Angiotensin I–Converting Enzyme Antisense Gene Therapy Causes Permanent Antihypertensive Effects in the SHR

摘要

Abstract —The renin-angiotensin system plays a critical role in the control of blood pressure (BP), and its hyperactivity is associated with the development and maintenance of hypertension. Although traditional pharmacological therapies targeted toward the inhibition of the renin-angiotensin system are effective in the control of this disease, they pose significant limitations. We used an antisense gene delivery strategy to circumvent these limitations and established that a single intracardiac administration of angiotensin type 1 receptor antisense (AT1R-AS) causes permanent prevention of hypertension in the spontaneously hypertensive rat (SHR), an animal model of primary human hypertension. Our objectives in this study were 2-fold: to determine (1) whether the targeting of angiotensin I–converting enzyme (ACE) mRNA by a similar antisense strategy would prevent the SHR from developing hypertension and (2) whether the antihypertensive phenotype is transmitted to the offspring from the antisense-treated parents.
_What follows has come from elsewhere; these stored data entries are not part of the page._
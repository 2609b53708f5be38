use std::sync::Arc;
use std::time::Instant;

use tokio::runtime::Handle;
use tokio::sync::mpsc::UnboundedSender;

use crate::backend::{SolveQuery, Solver};
use crate::solve::SolveResult;

/// One accepted submission, identified by its ticket.
#[derive(Debug, Clone, PartialEq)]
pub struct DispatchRequest {
    pub ticket: u64,
    pub expression: String,
    pub context: String,
}

/// Result of a dispatch, delivered back to the UI loop.
#[derive(Debug, Clone)]
pub struct DispatchOutcome {
    pub ticket: u64,
    pub result: SolveResult,
}

/// Sends queries to the solver. Never fails: any backend error becomes the
/// fallback result.
#[derive(Clone)]
pub struct Dispatcher {
    solver: Arc<dyn Solver>,
}

impl Dispatcher {
    pub fn new(solver: Arc<dyn Solver>) -> Self {
        Self { solver }
    }

    pub async fn dispatch(&self, expression: &str, context: &str) -> SolveResult {
        let query = SolveQuery {
            expression: expression.to_string(),
            context: context.to_string(),
        };

        let started = Instant::now();
        match self.solver.solve(&query).await {
            Ok(result) => {
                tracing::info!(
                    elapsed_ms = started.elapsed().as_millis() as u64,
                    kind = result.kind().as_str(),
                    graphable = result.is_graphable(),
                    "solved"
                );
                result
            }
            Err(e) => {
                tracing::warn!(
                    elapsed_ms = started.elapsed().as_millis() as u64,
                    error = %e,
                    "dispatch failed, using fallback result"
                );
                SolveResult::fallback()
            }
        }
    }

    /// Run one request on the runtime and post the outcome to `outcomes`.
    /// Exactly one outcome is posted per request, even if the solve task
    /// panics or is cancelled.
    pub fn spawn(&self, runtime: &Handle, request: DispatchRequest, outcomes: UnboundedSender<DispatchOutcome>) {
        let dispatcher = self.clone();
        let handle = runtime.clone();
        runtime.spawn(async move {
            let ticket = request.ticket;
            tracing::info!(ticket, expression = %request.expression, "dispatching");

            let solve = handle.spawn(async move { dispatcher.dispatch(&request.expression, &request.context).await });
            let result = match solve.await {
                Ok(result) => result,
                Err(e) => {
                    tracing::error!(ticket, error = %e, "solve task died, using fallback result");
                    SolveResult::fallback()
                }
            };

            // Receiver is gone only when the app is shutting down
            let _ = outcomes.send(DispatchOutcome { ticket, result });
        });
    }
}

#[cfg(test)]
pub(crate) mod tests {
    use super::*;
    use crate::backend::BackendError;
    use crate::solve::{GraphPoint, ResultKind, SolvePayload};
    use async_trait::async_trait;
    use std::sync::Mutex;
    use tokio::sync::mpsc;

    /// Solver double that replays canned answers and records every query.
    pub(crate) struct ScriptedSolver {
        answers: Mutex<Vec<Result<SolvePayload, BackendError>>>,
        pub(crate) queries: Mutex<Vec<SolveQuery>>,
    }

    impl ScriptedSolver {
        pub(crate) fn new(answers: Vec<Result<SolvePayload, BackendError>>) -> Arc<Self> {
            Arc::new(Self {
                answers: Mutex::new(answers),
                queries: Mutex::new(Vec::new()),
            })
        }
    }

    #[async_trait]
    impl Solver for ScriptedSolver {
        async fn solve(&self, query: &SolveQuery) -> Result<SolveResult, BackendError> {
            self.queries.lock().unwrap().push(query.clone());
            let mut answers = self.answers.lock().unwrap();
            if answers.is_empty() {
                return Err(BackendError::EmptyResponse);
            }
            answers.remove(0).map(SolveResult::math)
        }
    }

    /// Solver whose task dies mid-request.
    pub(crate) struct PanickingSolver;

    #[async_trait]
    impl Solver for PanickingSolver {
        async fn solve(&self, _query: &SolveQuery) -> Result<SolveResult, BackendError> {
            panic!("solver crashed");
        }
    }

    pub(crate) fn answer(final_answer: &str) -> SolvePayload {
        SolvePayload {
            solution_markdown: format!("The answer is **{}**.", final_answer),
            final_answer: final_answer.to_string(),
            is_graphable: false,
            graph_data: None,
            benny_comment: "Math is fun!".to_string(),
        }
    }

    pub(crate) fn parabola(samples: usize) -> SolvePayload {
        let graph_data = (0..samples)
            .map(|i| {
                let x = -10.0 + 20.0 * i as f64 / (samples - 1) as f64;
                GraphPoint::new(x, x * x)
            })
            .collect();
        SolvePayload {
            solution_markdown: "## Parabola\n\n1. Vertex at the origin\n2. Opens upward".to_string(),
            final_answer: "y = x^2".to_string(),
            is_graphable: true,
            graph_data: Some(graph_data),
            benny_comment: "What a lovely curve!".to_string(),
        }
    }

    #[tokio::test]
    async fn test_success_is_math_with_answer() {
        let solver = ScriptedSolver::new(vec![Ok(answer("4"))]);
        let dispatcher = Dispatcher::new(solver.clone());

        let result = dispatcher.dispatch("2+2", "").await;

        assert_eq!(result.kind(), ResultKind::Math);
        assert_eq!(result.final_answer(), "4");
        assert_eq!(solver.queries.lock().unwrap()[0].expression, "2+2");
    }

    #[tokio::test]
    async fn test_failures_become_fallback() {
        let solver = ScriptedSolver::new(vec![
            Err(BackendError::Offline),
            Err(BackendError::Schema("missing finalAnswer".to_string())),
            Err(BackendError::Api { status: 500, message: "boom".to_string() }),
        ]);
        let dispatcher = Dispatcher::new(solver);

        for _ in 0..4 {
            let result = dispatcher.dispatch("1/0", "").await;
            assert_eq!(result.kind(), ResultKind::Chat);
            assert_eq!(result.final_answer(), "Error");
            assert!(result.graph_data().is_none());
        }
    }

    #[tokio::test]
    async fn test_context_forwarded_verbatim() {
        let solver = ScriptedSolver::new(vec![Ok(answer("6"))]);
        let dispatcher = Dispatcher::new(solver.clone());

        dispatcher.dispatch("3+3", "Q: 1+1 A: 2; Q: 2+2 A: 4").await;

        let queries = solver.queries.lock().unwrap();
        assert_eq!(queries.len(), 1);
        assert_eq!(queries[0].context, "Q: 1+1 A: 2; Q: 2+2 A: 4");
    }

    #[tokio::test]
    async fn test_spawn_posts_outcome_with_ticket() {
        let solver = ScriptedSolver::new(vec![Ok(answer("42"))]);
        let dispatcher = Dispatcher::new(solver);
        let (tx, mut rx) = mpsc::unbounded_channel();

        dispatcher.spawn(
            &Handle::current(),
            DispatchRequest {
                ticket: 7,
                expression: "6*7".to_string(),
                context: String::new(),
            },
            tx,
        );

        let outcome = rx.recv().await.unwrap();
        assert_eq!(outcome.ticket, 7);
        assert_eq!(outcome.result.final_answer(), "42");
    }

    #[tokio::test]
    async fn test_spawn_posts_fallback_when_solver_panics() {
        let dispatcher = Dispatcher::new(Arc::new(PanickingSolver));
        let (tx, mut rx) = mpsc::unbounded_channel();

        dispatcher.spawn(
            &Handle::current(),
            DispatchRequest {
                ticket: 3,
                expression: "2+2".to_string(),
                context: String::new(),
            },
            tx,
        );

        let outcome = rx.recv().await.unwrap();
        assert_eq!(outcome.ticket, 3);
        assert_eq!(outcome.result.kind(), ResultKind::Chat);
        assert_eq!(outcome.result.final_answer(), "Error");
    }
}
Administration of a retroviral vector containing ACE antisense (LNSV-ACE-AS) caused a modest yet significant attenuation of high BP (≈15±2 mm Hg) exclusively in the SHR. This was associated with a complete prevention of cardiac and renovascular pathophysiological alterations that are characteristic of hypertension. Like their parents, the F1 generation offspring of the LNSV-ACE-AS–treated SHR expressed lower BP, decreased cardiac hypertrophy, and normalization of renal arterial excitation-coupling compared with offspring derived from the LNSV-ACE-tS (truncated sense)–treated SHR. In addition, the endothelial dysfunction commonly observed in the SHR renal arterioles was significantly prevented in both parents and offspring of the LNSV-ACE-AS–treated SHR. Polymerase chain reaction followed by Southern analysis revealed that the ACE-AS was integrated into the SHR genome and transmitted to the offspring. These observations suggest that transmission of ACE-AS by retroviral vector may be responsible for the transference of normotensive phenotypes in the SHR offspring.